Long-term surveillance for human anti-murine antibodies of a group of haemophiliacs treated only with immunoaffinity-purified FVIII concentrates

Abstract

An immunoaffinity purified, solvent/detergent virally inactivated factor VIII (FVIII) concentrate (Hemofil® M) has been in clinical use in persons with haemophilia A since March 1987 and under clinical trial prior to licencing in the USA, Europe and Japan. The specification set and consistently met for the monoclonal antibody (mAb) content of the final product is 0.1 ng/IU FVIII. This level was considered non-immunogenic, based upon animal studies, recommendations of the European PHarmacopoeia with ovalbumin contamination of influenza vaccine and also the experience during clinical research studies using aAb for diagnostic or other clinical purpose as reported in the medical literature.
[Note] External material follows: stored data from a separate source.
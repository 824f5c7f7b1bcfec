use std::fmt;

#[derive(Debug, Clone, Copy, PartialEq, Eq)]
pub enum AnalyzerError {
    /// `add` called after `finalize`.
    AnalyzerFrozen,
    /// `analyze` called before `finalize`.
    NotFinalized,
    /// The given sequence has no corresponding path in the corpus.
    NotInCorpus,
}

impl fmt::Display for AnalyzerError {
    fn fmt(&self, f: &mut fmt::Formatter<'_>) -> fmt::Result {
        let msg = match self {
            AnalyzerError::AnalyzerFrozen => "analyzer is finalized; no further sequences can be added",
            AnalyzerError::NotFinalized => "analyzer must be finalized before analyze() is called",
            AnalyzerError::NotInCorpus => "sequence was never added to this analyzer's corpus",
        };
        f.write_str(msg)
    }
}

impl std::error::Error for AnalyzerError {}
This research communication documents the surveillance for human anti-murine antibodies (HAMA) in 13 patients with serve haemophilia A. These patients have been treated with a large amount of product (mean 14,026 IU), numerous different lots of Hemofil M (total 45; mean 17) over a substantial period of time (mean 28 months). The data generated from this group of 13 patients before and during therapeutic Hemofil M administration failed to show the development of any HAMA response at any timepoint. Therefore Hemofil M prepared by mAb resin immunoaffinity column chromatography under the currently set specifications for mAb contaminant of 0.1 ng/IU FVIII or less is a safe therapeutic agent in the management and prevention of bleeding episodes in persons with haemophilia A.

Keywords: antibody; antihaemophilic factor; murine.